Holger Schmieding, chief economist at Berenberg bank, said that zero hours contracts have helped “make the UK labour market so flexible”. He was not in favour of Miliband’s move. “I regard such a policy as being bad for the labour market. To put it mildly,” he said.
Schmieding believes that if other similar policies were implemented, it risks making the growing UK economy more like the sluggish French one. “It will result in fewer people being employed,” he said.
The Chartered Institute of Personnel and Development (CIPD) takes a more compromising approach. Ben Willmott, head of public policy at the CIPD told City A.M: “Our research shows that the majority of zero hours workers are satisfied with their jobs, mainly because of the flexibility that they provide. However, there is some evidence that some people on zero hours contracts are potentially exploited.”
Willmott also warns: “If [employers] think that this flexibility will be compromised by this proposal then they will look to other forms of flexibility, for example short hours contracts, or greater use of agency staff.”
Leading employment lawyer Matthew Irvine, an associate at Thomas Eggar LLP, said: “The risk is that this proposal goes too far and would endanger the continued economic recovery.”
More than 100 business leaders also yesterday signed an open letter, praising the Tory party for its approach to business.
The names include Prudential’s outgoing chief Tidjane Thiam, and Ron Dennis of the McLaren Formula One team.
Controversially, former Diageo chief executive Paul Walsh also signed, despite being in line to succeed Sir Mike Rake as president of the politically neutral Confederation of British Industry (CBI).
Labour insiders said they are not too worried about the business leaders’ intervention, though. Indeed, such a move was expected, and they regard such things as priced into the public perception of the party.

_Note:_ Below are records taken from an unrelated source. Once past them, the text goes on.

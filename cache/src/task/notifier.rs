use crate::listener::{EvictionListener, EvictionReason};
use crate::metrics::Metrics;

use std::sync::atomic::Ordering;
use std::sync::Arc;
use std::thread::{self, JoinHandle};

/// A message sent to the notifier thread.
pub(crate) type Notification<V> = (String, V, EvictionReason);

/// Capacity of the notification channel. When the listener falls this far
/// behind, further notifications are dropped and counted.
const NOTIFICATION_CHANNEL_CAPACITY: usize = 1024;

/// The background thread responsible for calling a user-provided eviction
/// listener outside of any cache lock.
pub(crate) struct Notifier<V> {
  _handle: JoinHandle<()>,
  sender: Option<flume::Sender<Notification<V>>>,
}

impl<V: Send + 'static> Notifier<V> {
  /// Spawns a notifier thread and returns it with a sender for notifications.
  pub(crate) fn spawn(listener: Arc<dyn EvictionListener<V>>) -> (Self, flume::Sender<Notification<V>>) {
    let (tx, rx) = flume::bounded::<Notification<V>>(NOTIFICATION_CHANNEL_CAPACITY);

    // The loop ends once every sender, including the one held by the cache's
    // strategies, has been dropped.
    let handle = thread::spawn(move || {
      while let Ok((key, value, reason)) = rx.recv() {
        listener.on_evict(key, value, reason);
      }
    });

    let notifier = Self {
      _handle: handle,
      sender: Some(tx.clone()),
    };
    (notifier, tx)
  }
}

impl<V> Drop for Notifier<V> {
  fn drop(&mut self) {
    self.sender.take();
  }
}

/// Forwards a notification without blocking the caller.
pub(crate) fn forward<V>(sender: &flume::Sender<Notification<V>>, metrics: &Metrics, notification: Notification<V>) {
  if sender.try_send(notification).is_err() {
    metrics.notifications_dropped.fetch_add(1, Ordering::Relaxed);
    tracing::warn!("eviction notification dropped; listener is falling behind");
  }
}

Labour insiders also think the move risks making the Tories look beholden to the establishment. Indeed, there are some people in Labour that believe the party should embrace being attacked by business. Former Labour spin-doctor Charlie Whelan tweeted: “Labour should get into a big row with big business and not pretend they are friends. They would then be on the right side of public opinion.”
It is nevertheless embarrassing that former Labour- friendly business people, such as Duncan Bannatyne, Sir Charles Dunstone and Moni Varma, signed the letter and are now endorsing Conservative policy.
With the economy a central issue of the election, the views of business are likely to remain keenly monitored.